ICD-9-CM codes listed on any hospitalization in which the date of admission was between 0 and 364 days after the child’s date of birth are included.
The extremely high proportion of cases missed if restriction was made to the principal diagnosis code field only, particularly for birth defects diagnosed at birth and with smaller likelihood of readmission throughout the first year of life, is due to the common practice of documenting a V30-39 code (indicative of the birth itself) as the principal diagnosis for birth hospitalizations. As such, for nearly all birth hospitalizations, the birth defect will not be documented as the principal diagnosis.
As expected, in both the FBDR and KID, the proportion of cases that would have been missed increased as the number of code fields used to identify cases was decreased. In general, using 25 code fields resulted in a minimal loss of cases overall (0.2%), with no defects missing >4% of cases that would have been captured using all 31 code fields for the FBDR. Using 20 code fields in the KID resulted in a loss of less than 2% for all birth defects compared to the full data with 25 code fields. Restriction to 5 codes would have resulted in failure to capture 10.9% of all birth defect cases, and nearly 84% of cases would have been missed if only the principal diagnosis code were used in the FBDR, with similar findings in the KID. The reason for the extremely high proportion of cases missed when restricting to the principal diagnosis code is due to the common practice of documenting a V30-39 ICD-9-CM code (indicative of the birth) as the principal diagnosis for birth hospitalizations.
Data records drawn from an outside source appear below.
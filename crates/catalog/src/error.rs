//! Error types for the catalog crate.
//!
//! Only the snapshot loader can fail. Normalization never does: missing
//! fields degrade to empty values instead of raising.

use thiserror::Error;

/// Errors that can occur while loading a catalog snapshot
#[derive(Error, Debug)]
pub enum CatalogError {
    /// Snapshot file could not be found
    #[error("Failed to open file: {path}")]
    FileNotFound { path: String },

    /// I/O error occurred while reading the snapshot
    #[error("I/O error: {0}")]
    IoError(#[from] std::io::Error),

    /// Snapshot content is not a recognised record layout
    #[error("Parse error in {source_name}: {reason}")]
    ParseError { source_name: String, reason: String },
}

/// Convenience type alias for Results in this crate
pub type Result<T> = std::result::Result<T, CatalogError>;
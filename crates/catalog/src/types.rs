//! Core domain types for the movie catalog.
//!
//! Raw records arrive from an external catalog (TMDB pages or a JSON
//! snapshot) with almost every field optional. The normalizer turns them
//! into [`NormalizedMovie`] rows held in an ordered [`CatalogTable`].

use serde::de::DeserializeOwned;
use serde::{Deserialize, Deserializer, Serialize};

// =============================================================================
// Type Aliases
// =============================================================================

/// Identifier of a movie in the remote catalog
pub type MovieId = u64;

/// Numeric genre identifier as published by the remote catalog
pub type GenreId = u32;

/// Position of a movie inside a [`CatalogTable`] (0..N-1, insertion order)
pub type Position = usize;

// =============================================================================
// Raw Input
// =============================================================================

/// A movie as delivered by the external catalog source.
///
/// Only `id` is guaranteed. Every other field may be absent, `null` or of
/// the wrong type, and reads as `None` in all three cases. Unknown keys are
/// ignored, so a page of TMDB results deserializes directly into
/// `Vec<MovieRecord>`.
#[derive(Debug, Clone, Default, PartialEq, Serialize, Deserialize)]
pub struct MovieRecord {
    pub id: MovieId,
    #[serde(default, deserialize_with = "lenient")]
    pub title: Option<String>,
    #[serde(default, deserialize_with = "lenient")]
    pub overview: Option<String>,
    #[serde(default, deserialize_with = "lenient")]
    pub genre_ids: Option<Vec<GenreId>>,
    #[serde(default, deserialize_with = "lenient")]
    pub vote_average: Option<f64>,
    #[serde(default, deserialize_with = "lenient")]
    pub vote_count: Option<u64>,
    #[serde(default, deserialize_with = "lenient")]
    pub original_language: Option<String>,
    #[serde(default, deserialize_with = "lenient")]
    pub poster_path: Option<String>,
    #[serde(default, deserialize_with = "lenient")]
    pub release_date: Option<String>,
}

/// Deserialize an optional field, mapping a value of the wrong shape to `None`
fn lenient<'de, D, T>(deserializer: D) -> std::result::Result<Option<T>, D::Error>
where
    D: Deserializer<'de>,
    T: DeserializeOwned,
{
    let value = serde_json::Value::deserialize(deserializer)?;
    Ok(serde_json::from_value(value).ok())
}

impl MovieRecord {
    /// Create a record with only an id and a title set
    pub fn new(id: MovieId, title: impl Into<String>) -> Self {
        Self {
            id,
            title: Some(title.into()),
            ..Self::default()
        }
    }

    pub fn with_overview(mut self, overview: impl Into<String>) -> Self {
        self.overview = Some(overview.into());
        self
    }

    pub fn with_genres(mut self, genre_ids: Vec<GenreId>) -> Self {
        self.genre_ids = Some(genre_ids);
        self
    }

    pub fn with_language(mut self, language: impl Into<String>) -> Self {
        self.original_language = Some(language.into());
        self
    }

    pub fn with_votes(mut self, vote_average: f64, vote_count: u64) -> Self {
        self.vote_average = Some(vote_average);
        self.vote_count = Some(vote_count);
        self
    }
}

// =============================================================================
// Normalized Output
// =============================================================================

/// A movie with all display fields defaulted and its derived text.
///
/// `combined_text` can only be produced by the normalizer, so it is always
/// in sync with the fields it was built from.
#[derive(Debug, Clone, PartialEq, Serialize)]
pub struct NormalizedMovie {
    pub id: MovieId,
    pub title: String,
    pub overview: String,
    pub genre_ids: Vec<GenreId>,
    /// Kept optional so callers can show "N/A" instead of a fake 0.0
    pub vote_average: Option<f64>,
    pub vote_count: u64,
    pub original_language: String,
    pub poster_path: Option<String>,
    pub release_date: Option<String>,
    pub(crate) combined_text: String,
}

impl NormalizedMovie {
    /// The single text field used as the unit of vectorization
    pub fn combined_text(&self) -> &str {
        &self.combined_text
    }
}

/// Ordered sequence of normalized movies.
///
/// The position of a movie in this table is its identity inside the
/// similarity engine. Titles may repeat.
#[derive(Debug, Clone, Default, PartialEq, Serialize)]
pub struct CatalogTable {
    pub(crate) movies: Vec<NormalizedMovie>,
}

impl CatalogTable {
    /// Creates an empty table
    pub fn new() -> Self {
        Self { movies: Vec::new() }
    }

    pub fn len(&self) -> usize {
        self.movies.len()
    }

    pub fn is_empty(&self) -> bool {
        self.movies.is_empty()
    }

    /// Get the movie at a position
    pub fn get(&self, position: Position) -> Option<&NormalizedMovie> {
        self.movies.get(position)
    }

    /// All movies in catalog order
    pub fn movies(&self) -> &[NormalizedMovie] {
        &self.movies
    }

    pub fn iter(&self) -> std::slice::Iter<'_, NormalizedMovie> {
        self.movies.iter()
    }

    /// Titles in catalog order, duplicates included
    pub fn titles(&self) -> impl Iterator<Item = &str> + '_ {
        self.movies.iter().map(|m| m.title.as_str())
    }

    /// Derived texts in catalog order
    pub fn combined_texts(&self) -> impl Iterator<Item = &str> + '_ {
        self.movies.iter().map(|m| m.combined_text.as_str())
    }
}

impl<'a> IntoIterator for &'a CatalogTable {
    type Item = &'a NormalizedMovie;
    type IntoIter = std::slice::Iter<'a, NormalizedMovie>;

    fn into_iter(self) -> Self::IntoIter {
        self.movies.iter()
    }
}
//! Core traits for the similarity engine.
//!
//! Term weighting is a separate stage from pairwise scoring so either can
//! be swapped without touching the ranking logic.

use crate::vector::TermVectors;

/// Turns a corpus of documents into numeric vectors.
///
/// ## Design Note
/// - `Send + Sync` so a weighting scheme can be shared across threads
/// - The vocabulary must come from `documents` alone and the output must
///   contain exactly one vector per document, in the same order. The engine
///   refuses to build from a stage that breaks the count
pub trait TermWeighting: Send + Sync {
    /// Returns the name of this weighting scheme (for logging/debugging)
    fn name(&self) -> &str;

    /// Fit on the corpus and return its vectors
    fn weigh(&self, documents: &[&str]) -> TermVectors;
}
As such, for defects often diagnosed at birth and for which a repeat defect-related hospitalization in the first year of life is rare, the birth hospitalization is the only inpatient record on which the defect is captured, and since the defect will not be documented as the principal diagnosis on the birth hospitalization, a high proportion of cases would be missed.
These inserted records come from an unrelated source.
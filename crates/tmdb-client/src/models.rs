//! Response bodies returned by the TMDB REST API.
//!
//! List endpoints return [`catalog::MovieRecord`] directly; only the
//! details endpoint has its own shape.

use catalog::{GenreId, MovieId, MovieRecord};
use serde::{Deserialize, Serialize};

/// One page of `/movie/popular` or `/search/movie`
#[derive(Debug, Deserialize)]
pub(crate) struct PageResponse {
    #[serde(default)]
    pub results: Vec<MovieRecord>,
}

#[derive(Debug, Clone, PartialEq, Serialize, Deserialize)]
pub struct Genre {
    pub id: GenreId,
    pub name: String,
}

#[derive(Debug, Clone, PartialEq, Serialize, Deserialize)]
pub struct Keyword {
    pub id: u64,
    pub name: String,
}

/// The `keywords` block appended to a details response
#[derive(Debug, Clone, Default, PartialEq, Serialize, Deserialize)]
pub struct KeywordList {
    #[serde(default)]
    pub keywords: Vec<Keyword>,
}

/// `/movie/{id}?append_to_response=keywords`
#[derive(Debug, Clone, PartialEq, Serialize, Deserialize)]
pub struct MovieDetails {
    pub id: MovieId,
    #[serde(default)]
    pub title: Option<String>,
    #[serde(default)]
    pub overview: Option<String>,
    #[serde(default)]
    pub genres: Vec<Genre>,
    /// Minutes
    #[serde(default)]
    pub runtime: Option<u32>,
    #[serde(default)]
    pub release_date: Option<String>,
    #[serde(default)]
    pub vote_average: Option<f64>,
    #[serde(default)]
    pub poster_path: Option<String>,
    #[serde(default)]
    pub keywords: KeywordList,
}

impl MovieDetails {
    pub fn keyword_names(&self) -> Vec<&str> {
        self.keywords
            .keywords
            .iter()
            .map(|k| k.name.as_str())
            .collect()
    }

    pub fn genre_names(&self) -> Vec<&str> {
        self.genres.iter().map(|g| g.name.as_str()).collect()
    }
}

#[cfg(test)]
mod tests {
    use super::*;

    #[test]
    fn test_details_with_keywords() {
        let json = r#"{
            "id": 603,
            "title": "The Matrix",
            "overview": "A hacker learns the truth",
            "genres": [{"id": 28, "name": "Action"}, {"id": 878, "name": "Science Fiction"}],
            "runtime": 136,
            "budget": 63000000,
            "keywords": {"keywords": [{"id": 83, "name": "saving the world"}, {"id": 310, "name": "artificial intelligence"}]}
        }"#;

        let details: MovieDetails = serde_json::from_str(json).unwrap();

        assert_eq!(details.runtime, Some(136));
        assert_eq!(details.genre_names(), vec!["Action", "Science Fiction"]);
        assert_eq!(
            details.keyword_names(),
            vec!["saving the world", "artificial intelligence"]
        );
    }

    #[test]
    fn test_details_without_optional_blocks() {
        let details: MovieDetails = serde_json::from_str(r#"{"id": 1, "runtime": null}"#).unwrap();

        assert!(details.genres.is_empty());
        assert!(details.keyword_names().is_empty());
        assert_eq!(details.runtime, None);
    }

    #[test]
    fn test_page_results_default_to_empty() {
        let page: PageResponse = serde_json::from_str(r#"{"page": 7}"#).unwrap();
        assert!(page.results.is_empty());
    }

    #[test]
    fn test_page_keeps_movies_with_mistyped_fields() {
        let json = r#"{"page": 1, "results": [
            {"id": 680, "title": "Pulp Fiction", "genre_ids": "80 53", "vote_average": 8.5},
            {"id": 807, "title": "Se7en", "genre_ids": [80, 9648], "vote_count": "many"}
        ]}"#;

        let page: PageResponse = serde_json::from_str(json).unwrap();

        assert_eq!(page.results.len(), 2);
        assert_eq!(page.results[0].genre_ids, None);
        assert_eq!(page.results[0].vote_average, Some(8.5));
        assert_eq!(page.results[1].genre_ids, Some(vec![80, 9648]));
        assert_eq!(page.results[1].vote_count, None);
    }
}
The impact of the number of diagnosis code fields used in the FBDR on the isolated vs multiple classification of birth defects is shown in Figure 1. Among 6 birth defects, the proportion of cases that was classified as isolated increased 5% or more when only 10 codes were used, due to the inability to capture the co-occurring defect that would have resulted in a “multiple” classification. For example, when 31 codes were used, 52.8% of the 125 anotia/microtia cases identified were classified as isolated (having a body part/system other than the ear impacted by a birth defect). However, when restricting to 10 codes, not only were fewer cases diagnosed (98), but over 64% were classified as being isolated due to the inability to capture other defects appearing in code fields 11 to 31.
Figure 1.
Assessing the impact of the number of inpatient ICD-9-CM discharge diagnosis codesa used on the classification of selected birth defectsb as isolated vs multiplec, Florida Birth Defects Registry, 2006-2013. aICD-9-CM codes listed on any hospitalization in which the date of admission was between 0 and 364 days after the child’s date of birth are included. bIncludes birth defects whose case counts and prevalence rates are published annually in Birth Defects Research: Part A. cTo be considered a “multiple” birth defect, the infant must have been diagnosed with the listed birth defect and another birth defect from a different body system. Infants with multiple defects from the same body system (eg, trisomy 21 and trisomy 18), but not another body system would be classified as “isolated” in this figure. Note: Numbers appearing to the right of each bar represent the additional percentage of cases identified as “isolated” following restriction to only 10 diagnosis codes per discharge record. For 2 defects (Ebstein anomaly and cleft lip without cleft palate), the proportion of isolated cases decreased with code restriction, as fewer cases were identified, and the proportion of those identified that were isolated was lower.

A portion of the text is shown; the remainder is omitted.